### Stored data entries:

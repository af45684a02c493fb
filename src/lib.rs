//! Proctor Monitor Library
//!
//! Monitoring utilities for proctoring-style applications: a clipboard
//! copy/paste tracker with a cumulative risk score, a keyboard
//! shortcut-blocking filter, and a simulated peripheral change detector.
//!
//! Each monitor runs its polling loop on background threads, appends typed
//! event records to an ordered log, and invokes an optional callback
//! synchronously for every event. `start()`/`stop()` give every monitor an
//! explicit lifecycle; `stop()` joins the loop threads before returning.
//!
//! OS integration (clipboard access, input hooks, device enumeration) is
//! deliberately abstracted behind traits: [`core::clipboard::ClipboardSource`]
//! and [`core::shortcuts::InputHookBackend`]. The peripheral detector is
//! entirely simulated.

pub mod core;

pub use core::clipboard::{
    ClipboardMonitorConfig, ClipboardRiskMonitor, ClipboardSource, SharedClipboard,
};
pub use core::error::MonitorError;
pub use core::peripheral::{DisplayState, PeripheralMonitor, PeripheralMonitorConfig};
pub use core::shortcuts::{FilterDecision, InputHookBackend, Key, NullHook, ShortcutBlocker};
pub use core::types::{
    ClipboardEvent, ClipboardEventKind, EventCallback, PeripheralEvent, PeripheralKind,
};

/// Re-export commonly used types
pub mod prelude {
    pub use crate::core::clipboard::{
        ClipboardMonitorConfig, ClipboardRiskMonitor, ClipboardSource, SharedClipboard,
    };
    pub use crate::core::error::MonitorError;
    pub use crate::core::peripheral::{PeripheralMonitor, PeripheralMonitorConfig};
    pub use crate::core::risk::{assess, RiskAssessment, RiskWindow};
    pub use crate::core::shortcuts::{FilterDecision, InputHookBackend, Key, ShortcutBlocker};
    pub use crate::core::types::{
        ClipboardEvent, ClipboardEventKind, EventCallback, PeripheralEvent, PeripheralKind,
    };
}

### TASK:
Transcribe every entry, keeping each line exactly as it reads.

### REPLY:
repository af45684a02c493fb
filename src/lib.rs
//! Proctor Monitor Library
//!
//! Monitoring utilities for proctoring-style applications: a clipboard
//! copy/paste tracker with a cumulative risk score, a keyboard
//! shortcut-blocking filter, and a simulated peripheral change detector.
//!
//! Each monitor runs its polling loop on background threads, appends typed
//! event records to an ordered log, and invokes an optional callback
//! synchronously for every event. `start()`/`stop()` give every monitor an
//! explicit lifecycle; `stop()` joins the loop threads before returning.
//!
//! OS integration (clipboard access, input hooks, device enumeration) is
//! deliberately abstracted behind traits: [`core::clipboard::ClipboardSource`]
//! and [`core::shortcuts::InputHookBackend`]. The peripheral detector is
//! entirely simulated.

pub mod core;

pub use core::clipboard::{
    ClipboardMonitorConfig, ClipboardRiskMonitor, ClipboardSource, SharedClipboard,
};
pub use core::error::MonitorError;
pub use core::peripheral::{DisplayState, PeripheralMonitor, PeripheralMonitorConfig};
pub use core::shortcuts::{FilterDecision, InputHookBackend, Key, NullHook, ShortcutBlocker};
pub use core::types::{
    ClipboardEvent, ClipboardEventKind, EventCallback, PeripheralEvent, PeripheralKind,
};

/// Re-export commonly used types
pub mod prelude {
    pub use crate::core::clipboard::{
        ClipboardMonitorConfig, ClipboardRiskMonitor, ClipboardSource, SharedClipboard,
    };
    pub use crate::core::error::MonitorError;
    pub use crate::core::peripheral::{PeripheralMonitor, PeripheralMonitorConfig};
    pub use crate::core::risk::{assess, RiskAssessment, RiskWindow};
    pub use crate::core::shortcuts::{FilterDecision, InputHookBackend, Key, ShortcutBlocker};
    pub use crate::core::types::{
        ClipboardEvent, ClipboardEventKind, EventCallback, PeripheralEvent, PeripheralKind,
    };
}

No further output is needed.